Your task:
Copy the records below verbatim, from the first line through the line containing "use std::process::ExitCode;", inclusive, and output nothing else.
[[ Dataset records, beginning ]]
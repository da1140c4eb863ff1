//! Integration tests for kas-kit.
//!
//! Every test runs against an in-process [`mock::MockTransport`]; no network
//! access is needed.
//!
//! Run with: `cargo test --test integration`

mod mock;

mod dual_invocation_integration;
mod identifier_integration;
mod options_integration;
mod pagination_integration;
mod resource_integration;
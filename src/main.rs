//! Sougou-Search command-line entry point
//!
//! Prints the JSON (or Markdown) envelope to stdout in every case. Logs go
//! to stderr.

use anyhow::Context;
use clap::Parser;
use sougou_search::{
    config, render, Envelope, ErrorResponse, OutputFormat, SearchClient, SearchError,
    SearchRequest,
};
use std::path::PathBuf;
use std::process::ExitCode;
use tracing::{debug, info};
use tracing_subscriber::EnvFilter;

/// Sougou AI Search
#[derive(Debug, Parser)]
#[command(name = "sougou-search", version, about)]
struct Cli {
    /// Search keywords
    #[arg(short, long)]
    query: String,

    /// Number of results (clamped to 1..=30) [default: 10]
    #[arg(short = 'n', long, allow_negative_numbers = true)]
    max_results: Option<i64>,

    /// Output format
    #[arg(short, long, value_enum, default_value_t = OutputFormat::Json)]
    format: OutputFormat,

    /// Request timeout in seconds [default: 20]
    #[arg(long)]
    timeout: Option<f64>,

    /// Path to settings.yml
    #[arg(short, long)]
    config: Option<PathBuf>,

    /// Enable debug logging on stderr
    #[arg(short, long)]
    verbose: bool,
}

#[tokio::main(flavor = "current_thread")]
async fn main() -> ExitCode {
    let cli = Cli::parse();
    init_logging(cli.verbose);

    info!("Starting sougou-search v{}", sougou_search::VERSION);

    let envelope = run(&cli).await;
    println!("{}", render::render(&envelope, cli.format));

    if envelope.is_success() {
        ExitCode::SUCCESS
    } else {
        ExitCode::FAILURE
    }
}

async fn run(cli: &Cli) -> Envelope {
    let settings = match config::load(cli.config.as_deref()).context("failed to load settings") {
        Ok(settings) => settings,
        Err(e) => {
            let err = SearchError::Unknown(format!("{:#}", e));
            return Envelope::Failure(ErrorResponse::from_error(cli.query.clone(), &err));
        }
    };
    debug!("Endpoint: {}", settings.upstream.endpoint());

    let request = SearchRequest::new(cli.query.clone())
        .with_max_results(cli.max_results.unwrap_or(settings.defaults.max_results))
        .with_timeout(cli.timeout.unwrap_or(settings.defaults.timeout))
        .with_format(cli.format);

    let client = match SearchClient::new(&settings) {
        Ok(client) => client,
        Err(e) => return Envelope::Failure(ErrorResponse::from_error(cli.query.clone(), &e)),
    };

    client.execute(&request).await
}

fn init_logging(verbose: bool) {
    let filter = if verbose {
        EnvFilter::new("debug")
    } else {
        EnvFilter::try_from_default_env().unwrap_or_else(|_| EnvFilter::new("warn"))
    };

    tracing_subscriber::fmt()
        .with_env_filter(filter)
        .with_writer(std::io::stderr)
        .with_target(false)
        .init();
}
//! Result and envelope type definitions

use crate::error::{ErrorCode, SearchError};
use serde::{Deserialize, Serialize};
use url::Url;

/// Provider literal stamped on every result
pub const SOURCE: &str = "sougou";

/// Result-set literal reported in the `type` field
pub const RESULT_TYPE_WEB: &str = "web";

/// A single search hit
#[derive(Debug, Clone, Serialize, Deserialize, PartialEq)]
pub struct SearchResult {
    /// The title of the result
    pub title: String,
    /// Absolute URL of the result
    pub url: String,
    /// Body excerpt
    #[serde(default)]
    pub snippet: String,
    /// Provider that returned this result
    #[serde(default = "default_source")]
    pub source: String,
    /// Upstream relevance score, higher is more relevant
    #[serde(default, skip_serializing_if = "Option::is_none")]
    pub score: Option<f64>,
    /// Domain or site name
    #[serde(default, skip_serializing_if = "Option::is_none")]
    pub site: Option<String>,
    /// Publication date, passed through as given
    #[serde(default, skip_serializing_if = "Option::is_none")]
    pub date: Option<String>,
    /// Site icon URL
    #[serde(default, skip_serializing_if = "Option::is_none")]
    pub favicon: Option<String>,
    /// Image URLs attached to the hit
    #[serde(default, skip_serializing_if = "Vec::is_empty")]
    pub images: Vec<String>,
}

fn default_source() -> String {
    SOURCE.to_string()
}

impl SearchResult {
    /// Create a new result
    pub fn new(url: impl Into<String>, title: impl Into<String>) -> Self {
        Self {
            title: title.into(),
            url: url.into(),
            snippet: String::new(),
            source: default_source(),
            score: None,
            site: None,
            date: None,
            favicon: None,
            images: Vec::new(),
        }
    }

    pub fn with_snippet(mut self, snippet: impl Into<String>) -> Self {
        self.snippet = snippet.into();
        self
    }

    pub fn with_score(mut self, score: f64) -> Self {
        self.score = Some(score);
        self
    }

    pub fn with_site(mut self, site: impl Into<String>) -> Self {
        self.site = Some(site.into());
        self
    }

    pub fn with_date(mut self, date: impl Into<String>) -> Self {
        self.date = Some(date.into());
        self
    }

    /// Site name, falling back to the URL host
    pub fn display_site(&self) -> Option<String> {
        self.site.clone().or_else(|| {
            Url::parse(&self.url)
                .ok()
                .and_then(|u| u.host_str().map(str::to_string))
        })
    }
}

/// Successful envelope
#[derive(Debug, Clone, Serialize, Deserialize, PartialEq)]
pub struct SearchResponse {
    pub success: bool,
    /// The query as the caller sent it
    pub query: String,
    #[serde(rename = "type")]
    pub kind: String,
    pub count: usize,
    pub results: Vec<SearchResult>,
}

impl SearchResponse {
    /// Build a web response; `count` always tracks `results`
    pub fn new(query: impl Into<String>, results: Vec<SearchResult>) -> Self {
        Self {
            success: true,
            query: query.into(),
            kind: RESULT_TYPE_WEB.to_string(),
            count: results.len(),
            results,
        }
    }

    pub fn is_empty(&self) -> bool {
        self.results.is_empty()
    }
}

/// Failed envelope
#[derive(Debug, Clone, Serialize, Deserialize, PartialEq, Eq)]
pub struct ErrorResponse {
    pub success: bool,
    pub error: String,
    pub error_code: ErrorCode,
    pub query: String,
}

impl ErrorResponse {
    pub fn new(query: impl Into<String>, error_code: ErrorCode, error: impl Into<String>) -> Self {
        Self {
            success: false,
            error: error.into(),
            error_code,
            query: query.into(),
        }
    }

    pub fn from_error(query: impl Into<String>, err: &SearchError) -> Self {
        Self::new(query, err.code(), err.to_string())
    }
}

/// Top-level output of one invocation
#[derive(Debug, Clone, Serialize, Deserialize, PartialEq)]
#[serde(untagged)]
pub enum Envelope {
    Success(SearchResponse),
    Failure(ErrorResponse),
}

impl Envelope {
    pub fn is_success(&self) -> bool {
        matches!(self, Self::Success(_))
    }

    pub fn query(&self) -> &str {
        match self {
            Self::Success(r) => &r.query,
            Self::Failure(e) => &e.query,
        }
    }

    /// Error code of a failed envelope
    pub fn error_code(&self) -> Option<ErrorCode> {
        match self {
            Self::Success(_) => None,
            Self::Failure(e) => Some(e.error_code),
        }
    }
}

impl From<SearchResponse> for Envelope {
    fn from(response: SearchResponse) -> Self {
        Self::Success(response)
    }
}

impl From<ErrorResponse> for Envelope {
    fn from(error: ErrorResponse) -> Self {
        Self::Failure(error)
    }
}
[[ Dataset records, end ]]
Exercise output:
repository da1140c4eb863ff1
//! Integration tests for kas-kit.
//!
//! Every test runs against an in-process [`mock::MockTransport`]; no network
//! access is needed.
//!
//! Run with: `cargo test --test integration`

mod mock;

mod dual_invocation_integration;
mod identifier_integration;
mod options_integration;
mod pagination_integration;
mod resource_integration;
filename src/main.rs
//! Sougou-Search command-line entry point
//!
//! Prints the JSON (or Markdown) envelope to stdout in every case. Logs go
//! to stderr.

use anyhow::Context;
use clap::Parser;
use sougou_search::{
    config, render, Envelope, ErrorResponse, OutputFormat, SearchClient, SearchError,
    SearchRequest,
};
use std::path::PathBuf;
use std::process::ExitCode;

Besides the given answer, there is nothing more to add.